Start of Data supplied
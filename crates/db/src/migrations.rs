use sqlx::migrate::{MigrateError, Migrator};

use crate::DbPool;

pub static MIGRATOR: Migrator = sqlx::migrate!("../../migrations");

pub async fn run_pending(pool: &DbPool) -> Result<(), MigrateError> {
    MIGRATOR.run(pool).await
}
use sqlx::sqlite::SqliteRow;
use sqlx::{Row, SqliteConnection};

use signoff_core::domain::action_log::{ActionKey, ActionLogEntry, ActionLogEntryId};
use signoff_core::domain::approval::{ApprovalId, PrincipalId, StepId};

use super::approval::{parse_timestamp, parse_uuid};
use super::{ActionLogStore, StoreError};

#[derive(Clone, Copy, Debug, Default)]
pub struct SqlActionLogStore;

#[async_trait::async_trait]
impl ActionLogStore for SqlActionLogStore {
    async fn find_by_key(
        &self,
        conn: &mut SqliteConnection,
        key: &ActionKey,
    ) -> Result<Option<ActionLogEntry>, StoreError> {
        sqlx::query(
            "SELECT id, approval_id, step_id, approver_id, idempotency_key, action_type,
                    created_at
             FROM approval_action_logs
             WHERE approval_id = ?
               AND step_id = ?
               AND approver_id = ?
               AND idempotency_key = ?",
        )
        .bind(key.approval_id.0.to_string())
        .bind(key.step_id.0.to_string())
        .bind(key.approver_id.0.to_string())
        .bind(&key.idempotency_key)
        .fetch_optional(&mut *conn)
        .await?
        .map(entry_from_row)
        .transpose()
    }

    async fn insert(
        &self,
        conn: &mut SqliteConnection,
        entry: &ActionLogEntry,
    ) -> Result<(), StoreError> {
        let outcome = sqlx::query(
            "INSERT INTO approval_action_logs (
                id, approval_id, step_id, approver_id, idempotency_key, action_type, created_at
             ) VALUES (?, ?, ?, ?, ?, ?, ?)",
        )
        .bind(entry.id.0.to_string())
        .bind(entry.key.approval_id.0.to_string())
        .bind(entry.key.step_id.0.to_string())
        .bind(entry.key.approver_id.0.to_string())
        .bind(&entry.key.idempotency_key)
        .bind(&entry.action_type)
        .bind(entry.created_at.to_rfc3339())
        .execute(&mut *conn)
        .await;

        match outcome {
            Ok(_) => Ok(()),
            Err(sqlx::Error::Database(db_error)) if db_error.is_unique_violation() => {
                Err(StoreError::DuplicateAction {
                    approval_id: entry.key.approval_id,
                    idempotency_key: entry.key.idempotency_key.clone(),
                })
            }
            Err(error) => Err(error.into()),
        }
    }
}

fn entry_from_row(row: SqliteRow) -> Result<ActionLogEntry, StoreError> {
    Ok(ActionLogEntry {
        id: ActionLogEntryId(parse_uuid("id", &row.try_get::<String, _>("id")?)?),
        key: ActionKey {
            approval_id: ApprovalId(parse_uuid(
                "approval_id",
                &row.try_get::<String, _>("approval_id")?,
            )?),
            step_id: StepId(parse_uuid("step_id", &row.try_get::<String, _>("step_id")?)?),
            approver_id: PrincipalId(parse_uuid(
                "approver_id",
                &row.try_get::<String, _>("approver_id")?,
            )?),
            idempotency_key: row.try_get("idempotency_key")?,
        },
        action_type: row.try_get("action_type")?,
        created_at: parse_timestamp("created_at", row.try_get("created_at")?)?,
    })
}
End of Data supplied
Task goal —
Return the lines above exactly, keeping every word.

Task result —
filename crates/db/src/migrations.rs
use sqlx::migrate::{MigrateError, Migrator};

use crate::DbPool;

pub static MIGRATOR: Migrator = sqlx::migrate!("../../migrations");

pub async fn run_pending(pool: &DbPool) -> Result<(), MigrateError> {
    MIGRATOR.run(pool).await
}
use sqlx::sqlite::SqliteRow;
use sqlx::{Row, SqliteConnection};

use signoff_core::domain::action_log::{ActionKey, ActionLogEntry, ActionLogEntryId};
use signoff_core::domain::approval::{ApprovalId, PrincipalId, StepId};

use super::approval::{parse_timestamp, parse_uuid};
use super::{ActionLogStore, StoreError};

#[derive(Clone, Copy, Debug, Default)]
pub struct SqlActionLogStore;

#[async_trait::async_trait]
impl ActionLogStore for SqlActionLogStore {
    async fn find_by_key(
        &self,
        conn: &mut SqliteConnection,
        key: &ActionKey,
    ) -> Result<Option<ActionLogEntry>, StoreError> {
        sqlx::query(
            "SELECT id, approval_id, step_id, approver_id, idempotency_key, action_type,
                    created_at
             FROM approval_action_logs
             WHERE approval_id = ?
               AND step_id = ?
               AND approver_id = ?
               AND idempotency_key = ?",
        )
        .bind(key.approval_id.0.to_string())
        .bind(key.step_id.0.to_string())
        .bind(key.approver_id.0.to_string())
        .bind(&key.idempotency_key)
        .fetch_optional(&mut *conn)
        .await?
        .map(entry_from_row)
        .transpose()
    }

    async fn insert(
        &self,
        conn: &mut SqliteConnection,
        entry: &ActionLogEntry,
    ) -> Result<(), StoreError> {
        let outcome = sqlx::query(
            "INSERT INTO approval_action_logs (
                id, approval_id, step_id, approver_id, idempotency_key, action_type, created_at
             ) VALUES (?, ?, ?, ?, ?, ?, ?)",
        )
        .bind(entry.id.0.to_string())
        .bind(entry.key.approval_id.0.to_string())
        .bind(entry.key.step_id.0.to_string())
        .bind(entry.key.approver_id.0.to_string())
        .bind(&entry.key.idempotency_key)
        .bind(&entry.action_type)
        .bind(entry.created_at.to_rfc3339())
        .execute(&mut *conn)
        .await;

        match outcome {
            Ok(_) => Ok(()),
            Err(sqlx::Error::Database(db_error)) if db_error.is_unique_violation() => {
                Err(StoreError::DuplicateAction {
                    approval_id: entry.key.approval_id,
                    idempotency_key: entry.key.idempotency_key.clone(),
                })
            }
            Err(error) => Err(error.into()),
        }
    }
}

fn entry_from_row(row: SqliteRow) -> Result<ActionLogEntry, StoreError> {
    Ok(ActionLogEntry {
        id: ActionLogEntryId(parse_uuid("id", &row.try_get::<String, _>("id")?)?),
        key: ActionKey {
            approval_id: ApprovalId(parse_uuid(
                "approval_id",
                &row.try_get::<String, _>("approval_id")?,
            )?),
            step_id: StepId(parse_uuid("step_id", &row.try_get::<String, _>("step_id")?)?),
            approver_id: PrincipalId(parse_uuid(
                "approver_id",
                &row.try_get::<String, _>("approver_id")?,
            )?),
            idempotency_key: row.try_get("idempotency_key")?,
        },
        action_type: row.try_get("action_type")?,
        created_at: parse_timestamp("created_at", row.try_get("created_at")?)?,
    })
}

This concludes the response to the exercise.